Clôturant l’année du bicentenaire de la création de « Frankenstein », le Musée Rath rassemble des œuvres jugées gothiques dans une exposition un peu fourre-tout.
GENÈVE - En 2016, Genève commémore le bicentenaire de « l’année sans été ». En 1816, les effets d’une éruption volcanique qui avait eu lieu l’année précédente en Indonésie furent spectaculaires : le temps rendu exécrable par la cendre en suspension dans l’atmosphère anéantit les récoltes, provoquant la famine. Mais il y eut une autre conséquence : le poète britannique Lord Byron, son médecin personnel et secrétaire John Polidori, sa maîtresse Claire Clairmont, Mary Godwin et Percy Shelley, venus en villégiature sur le lac Léman, durent vivre enfermés à l’abri des intempéries. Pour occuper ses compagnons d’infortune, Byron imagina un concours d’écriture sur le thème des fantômes, alors à la mode. Lui-même venait de composer le poème Darkness et il rédigea l’ébauche d’un texte repris plus tard par Polidori sous le titre The Vampyre. Quant à la jeune Mary Godwin (elle avait tout juste 19 ans), future Mary Shelley, elle écrivit la première version de Frankenstein ou le Prométhée moderne.
Une démonstration trop dense
Diverses manifestations ont rappelé cet événement cette année, avant que le Musée Rath ne conclut le cycle avec une grande exposition, « Le Retour des ténèbres, l’imaginaire gothique depuis Frankenstein ». On voit bien l’écueil : le passage du thème déjà riche de Frankenstein et le vampire à celui, encore plus important, du gothique semble risqué. Mais, entraînés par leur enthousiasme, les commissaires en ont rajouté en choisissant d’évoquer également le séjour de Byron et de ses amis au Léman, les intempéries – de cette année-là et en général –, l’œuvre de Byron tout entier, etc. « Les musées d’art et d’histoire de Genève, indique leur directeur Jean-Yves Marin, ont un très vaste corpus de collections qui doit être mis à profit à chaque fois que c’est possible. » Les commissaires ont donc largement fait leur choix parmi les œuvres sur papier, les peintures, sculptures, installations et vidéos des collections genevoises, demandant aussi des prêts à d’autres institutions et à des collectionneurs privés et finalement infligeant une indigestion au public.
Accueilli à l’entrée par l’amusant Double Vampire 14 (2013) de Sterling Ruby, le visiteur passe d’abord devant une photo de 1926 représentant le volcan indonésien Tambora, cause de « l’année sans été ». La première partie de l’exposition, au rez-de-chaussée, est donc consacrée au groupe d’intellectuels piégés sur le Léman en 1816 par les caprices de la météo.
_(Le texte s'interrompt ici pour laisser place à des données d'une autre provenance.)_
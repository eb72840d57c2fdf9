//! Adaptive local statistics for thresholding
//!
//! Computes a centered moving mean and standard deviation. The adaptive peak picker
//! derives its per-sample threshold as `mean + k * std` from these curves.
//!
//! Windows shrink at the signal boundaries rather than wrapping or padding, so the
//! first and last samples are judged against the samples that actually exist.

/// Local mean and population standard deviation over a centered window
///
/// Sample `i` uses indices `[i - window/2, i + window/2]` clamped to the signal. An even
/// `window` is treated as the next odd size. Runs in O(n) via prefix sums.
///
/// # Arguments
///
/// * `values` - Signal values
/// * `window` - Window size in samples (0 and 1 both mean "the sample itself")
///
/// # Returns
///
/// `(means, stds)`, each the same length as `values`
///
/// # Example
///
/// ```
/// use stratum_mir::features::onset::threshold::local_mean_std;
///
/// let (mean, std) = local_mean_std(&[1.0, 1.0, 4.0, 1.0, 1.0], 3);
/// assert_eq!(mean[2], 2.0);
/// assert!(std[0].abs() < 1e-12);
/// ```
pub fn local_mean_std(values: &[f64], window: usize) -> (Vec<f64>, Vec<f64>) {
    let n = values.len();
    if n == 0 {
        return (Vec::new(), Vec::new());
    }

    let half = window.max(1) / 2;

    // Prefix sums of x and x^2
    let mut sum = Vec::with_capacity(n + 1);
    let mut sum_sq = Vec::with_capacity(n + 1);
    sum.push(0.0f64);
    sum_sq.push(0.0f64);
    for &v in values {
        let v = if v.is_finite() { v } else { 0.0 };
        sum.push(sum[sum.len() - 1] + v);
        sum_sq.push(sum_sq[sum_sq.len() - 1] + v * v);
    }

    let mut means = Vec::with_capacity(n);
    let mut stds = Vec::with_capacity(n);

    for i in 0..n {
        let start = i.saturating_sub(half);
        let end = (i + half + 1).min(n);
        let count = (end - start) as f64;

        let mean = (sum[end] - sum[start]) / count;
        let mean_sq = (sum_sq[end] - sum_sq[start]) / count;
        // Cancellation in E[x^2] - E[x]^2 can dip just below zero
        let variance = (mean_sq - mean * mean).max(0.0);

        means.push(mean);
        stds.push(variance.sqrt());
    }

    (means, stds)
}

#[cfg(test)]
mod tests {
    use super::*;

    /// Direct O(n * w) reference
    fn naive(values: &[f64], window: usize) -> (Vec<f64>, Vec<f64>) {
        let half = window.max(1) / 2;
        let mut means = Vec::new();
        let mut stds = Vec::new();
        for i in 0..values.len() {
            let start = i.saturating_sub(half);
            let end = (i + half + 1).min(values.len());
            let slice = &values[start..end];
            let mean = slice.iter().sum::<f64>() / slice.len() as f64;
            let var = slice.iter().map(|v| (v - mean) * (v - mean)).sum::<f64>() / slice.len() as f64;
            means.push(mean);
            stds.push(var.sqrt());
        }
        (means, stds)
    }

    #[test]
    fn test_local_mean_std_matches_naive() {
        let values: Vec<f64> = (0..50).map(|i| ((i * 7) % 11) as f64 * 0.3 - 1.0).collect();
        for window in [1, 2, 3, 5, 9, 20, 101] {
            let (m, s) = local_mean_std(&values, window);
            let (nm, ns) = naive(&values, window);
            for i in 0..values.len() {
                assert!((m[i] - nm[i]).abs() < 1e-9, "mean mismatch w={} i={}", window, i);
                assert!((s[i] - ns[i]).abs() < 1e-6, "std mismatch w={} i={}", window, i);
            }
        }
    }

    #[test]
    fn test_window_shrinks_at_edges() {
        let (means, _) = local_mean_std(&[0.0, 3.0, 6.0, 9.0], 3);
        // First window is [0, 1], last is [2, 3]
        assert_eq!(means[0], 1.5);
        assert_eq!(means[3], 7.5);
    }

    #[test]
    fn test_empty_and_constant() {
        let (m, s) = local_mean_std(&[], 5);
        assert!(m.is_empty() && s.is_empty());

        let (m, s) = local_mean_std(&[2.0; 10], 5);
        assert!(m.iter().all(|&v| (v - 2.0).abs() < 1e-12));
        assert!(s.iter().all(|&v| v.abs() < 1e-6));
    }
}
//! Analysis result types

use serde::{Deserialize, Serialize};

use super::candidates::CandidateSet;
use crate::features::beat_tracking::beat_grid::BeatGrid;
use crate::features::beat_tracking::PhaseHypotheses;
use crate::features::period::harmonic::{group_by_family, TempoFamily};
use crate::features::period::TempoHypothesis;

/// Analysis flags
#[derive(Debug, Clone, Copy, PartialEq, Eq, Serialize, Deserialize)]
pub enum AnalysisFlag {
    /// Beat-strength peak picking found fewer than two candidates
    NoBeatCandidates,
    /// No tempo hypothesis inside the configured BPM range
    NoTempo,
    /// Best members of the two strongest families are nearly equally confident
    MultimodalTempo,
}

/// Analysis metadata
#[derive(Debug, Clone, PartialEq, Serialize, Deserialize)]
pub struct AnalysisMetadata {
    /// Audio duration in seconds
    pub duration_seconds: f64,

    /// Sample rate in Hz
    pub sample_rate: u32,

    /// Processing time in milliseconds
    pub processing_time_ms: f64,

    /// Algorithm version
    pub algorithm_version: String,

    /// Analysis flags
    pub flags: Vec<AnalysisFlag>,
}

impl AnalysisMetadata {
    /// Metadata for a source, stamped with the crate version
    pub fn new(duration_seconds: f64, sample_rate: u32) -> Self {
        Self {
            duration_seconds,
            sample_rate,
            processing_time_ms: 0.0,
            algorithm_version: env!("CARGO_PKG_VERSION").to_string(),
            flags: Vec::new(),
        }
    }
}

/// Complete analysis result
///
/// Produced whole by one analysis run; a re-run returns a new value.
#[derive(Debug, Clone, PartialEq, Serialize, Deserialize)]
pub struct AnalysisResult {
    /// Candidate streams of the analyzed source
    pub candidates: CandidateSet,

    /// Tempo hypotheses, strongest family first
    pub tempo_hypotheses: Vec<TempoHypothesis>,

    /// Phase hypotheses for the first tempo hypothesis
    pub phase: PhaseHypotheses,

    /// Provisional (unlocked) grid from the first tempo and phase hypotheses
    pub beat_grid: Option<BeatGrid>,

    /// Analysis metadata
    pub metadata: AnalysisMetadata,
}

impl AnalysisResult {
    /// Highest-ranked tempo hypothesis
    pub fn top_hypothesis(&self) -> Option<&TempoHypothesis> {
        self.tempo_hypotheses.first()
    }

    /// Tempo hypotheses grouped by harmonic family
    pub fn families(&self) -> Vec<TempoFamily> {
        group_by_family(&self.tempo_hypotheses)
    }

    /// Beat times of the provisional grid over the whole source
    pub fn beat_times(&self) -> Vec<f64> {
        self.beat_grid
            .as_ref()
            .map(|grid| grid.beat_times(self.metadata.duration_seconds))
            .unwrap_or_default()
    }
}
Une œuvre interpelle cependant : Jumeaux, poupons de démonstration pour accouchement, cousus main (1997) de Christine Borland. « Elle évoque le côté monstrueux de la genèse du livre de Mary Shelley », explique Konstantin Sgouridis, artiste et co-commissaire de l’exposition, qui ne cache pas la fascination que lui-même et Justine Moeckli, l’autre commissaire, éprouvent pour « l’aspect série Z » du thème de Frankenstein et des vampires.
Confusion sémantique
La salle suivante aborde « la question du climat et des phénomènes naturels comme inspiration des artistes du XVIIIe siècle jusqu’à aujourd’hui », selon le dossier de presse. On peut y admirer Vue de l’Océan Glacial, pêche aux morses par des Groënlandais (1841) de François-Auguste Biard, ce qui laisse un peu perplexe. Plus loin, dans la salle qui « examine les origines du phénomène gothique », deux œuvres représentent Prométhée créant un homme, allusion directe au titre de l’œuvre de Mary Shelley et contresens frappant ; car il n’y a rien de « gothique » dans ce roman, mais une réflexion sur la toute-puissance du créateur et le libre arbitre de la créature.
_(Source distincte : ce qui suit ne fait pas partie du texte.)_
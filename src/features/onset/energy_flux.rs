//! Energy flux onset envelope
//!
//! Measures frame-to-frame increases in RMS energy.
//!
//! Algorithm:
//! 1. Divide audio into overlapping frames (frame_size, hop_size)
//! 2. Compute RMS energy per frame
//! 3. Compute energy derivative (flux): E_flux[n] = max(0, E[n] - E[n-1])
//! 4. Stamp flux value n with the start time of frame n
//!
//! The envelope is a continuous signal; onsets are selected from it later by the
//! peak pickers.
//!
//! # Example
//!
//! ```no_run
//! use stratum_mir::features::onset::energy_flux::onset_envelope;
//!
//! let samples = vec![0.0f32; 44100 * 30]; // 30 seconds of audio
//! let envelope = onset_envelope(&samples, 44100, 2048, 512)?;
//! println!("{} envelope frames", envelope.len());
//! # Ok::<(), stratum_mir::AnalysisError>(())
//! ```

use crate::error::AnalysisError;
use crate::features::ContinuousSignal;

/// Compute the energy flux onset envelope
///
/// # Reference
///
/// Bello, J. P., Daudet, L., Abdallah, S., Duxbury, C., Davies, M., & Sandler, M. B. (2005).
/// A Tutorial on Onset Detection in Music Signals.
/// *IEEE Transactions on Speech and Audio Processing*, 13(5), 1035-1047.
///
/// # Arguments
///
/// * `samples` - Audio samples (mono, normalized to [-1.0, 1.0])
/// * `sample_rate` - Sample rate in Hz
/// * `frame_size` - Frame size for analysis (typically 2048)
/// * `hop_size` - Hop size between frames (typically 512)
///
/// # Returns
///
/// Envelope with one value per frame transition (frames 1..n). Audio shorter than two
/// frames gives an empty signal.
///
/// # Errors
///
/// Returns `AnalysisError::InvalidConfig` if any parameter is zero
pub fn onset_envelope(
    samples: &[f32],
    sample_rate: u32,
    frame_size: usize,
    hop_size: usize,
) -> Result<ContinuousSignal, AnalysisError> {
    if sample_rate == 0 || frame_size == 0 || hop_size == 0 {
        return Err(AnalysisError::InvalidConfig(format!(
            "Energy flux needs non-zero sample rate, frame and hop (got {}, {}, {})",
            sample_rate, frame_size, hop_size
        )));
    }

    if frame_size > samples.len() {
        log::debug!(
            "Frame size ({}) larger than audio length ({}), empty envelope",
            frame_size,
            samples.len()
        );
        return Ok(ContinuousSignal::empty());
    }

    let num_frames = (samples.len() - frame_size) / hop_size + 1;
    if num_frames < 2 {
        // Need at least 2 frames to compute flux
        return Ok(ContinuousSignal::empty());
    }

    log::debug!(
        "Computing energy flux envelope: {} samples, frame={}, hop={}, {} frames",
        samples.len(),
        frame_size,
        hop_size,
        num_frames
    );

    // RMS energy per frame, accumulated in f64
    let frame_energies: Vec<f64> = (0..num_frames)
        .map(|i| {
            let start = i * hop_size;
            let frame = &samples[start..start + frame_size];
            let sum_sq: f64 = frame.iter().map(|&x| (x as f64) * (x as f64)).sum();
            (sum_sq / frame_size as f64).sqrt()
        })
        .collect();

    let mut times = Vec::with_capacity(num_frames - 1);
    let mut values = Vec::with_capacity(num_frames - 1);
    for i in 1..num_frames {
        times.push((i * hop_size) as f64 / sample_rate as f64);
        values.push((frame_energies[i] - frame_energies[i - 1]).max(0.0));
    }

    ContinuousSignal::new(times, values, None)
}

#[cfg(test)]
mod tests {
    use super::*;

    #[test]
    fn test_invalid_params() {
        let samples = vec![0.0f32; 4096];
        assert!(onset_envelope(&samples, 0, 1024, 256).is_err());
        assert!(onset_envelope(&samples, 44100, 0, 256).is_err());
        assert!(onset_envelope(&samples, 44100, 1024, 0).is_err());
    }

    #[test]
    fn test_short_audio_is_empty() {
        let env = onset_envelope(&[0.1f32; 500], 44100, 1024, 256).unwrap();
        assert!(env.is_empty());
    }

    #[test]
    fn test_silence_is_flat_zero() {
        let env = onset_envelope(&vec![0.0f32; 44100], 44100, 1024, 512).unwrap();
        assert!(!env.is_empty());
        assert!(env.values().iter().all(|&v| v == 0.0));
    }

    #[test]
    fn test_envelope_peaks_at_attack() {
        // Silence then a burst starting at sample 8192
        let mut samples = vec![0.0f32; 16384];
        for s in samples.iter_mut().skip(8192) {
            *s = 0.8;
        }
        let env = onset_envelope(&samples, 8192, 1024, 512).unwrap();

        let (peak_idx, _) = env
            .values()
            .iter()
            .enumerate()
            .max_by(|a, b| a.1.total_cmp(b.1))
            .unwrap();
        let peak_time = env.times()[peak_idx];
        assert!(peak_time > 0.85 && peak_time <= 1.0, "peak at {}", peak_time);
        // Flux is half-wave rectified
        assert!(env.values().iter().all(|&v| v >= 0.0));
    }
}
Le même prisme de la série Z est appliqué au sous-sol, « consacré à l’imagerie et aux thèmes gothiques dans les arts visuels et la littérature de la fin du XIXe siècle jusqu’à nos jours ». Des estampes de Goya et Félix Bracquemond à Tyrannosaurus Rex/The Monster/ Tir Dragon (Study for King Kong) de Niki de Saint Phalle (1963), ce ne sont pas les œuvres qui sont en cause – elles sont en général de grande qualité –, mais la manière dont elles sont utilisées pour servir un propos dont elles sont pour la plupart très éloignées. Quant au catalogue, c’est une suite d’essais intéressants, mais n’éclairant pas l’exposition.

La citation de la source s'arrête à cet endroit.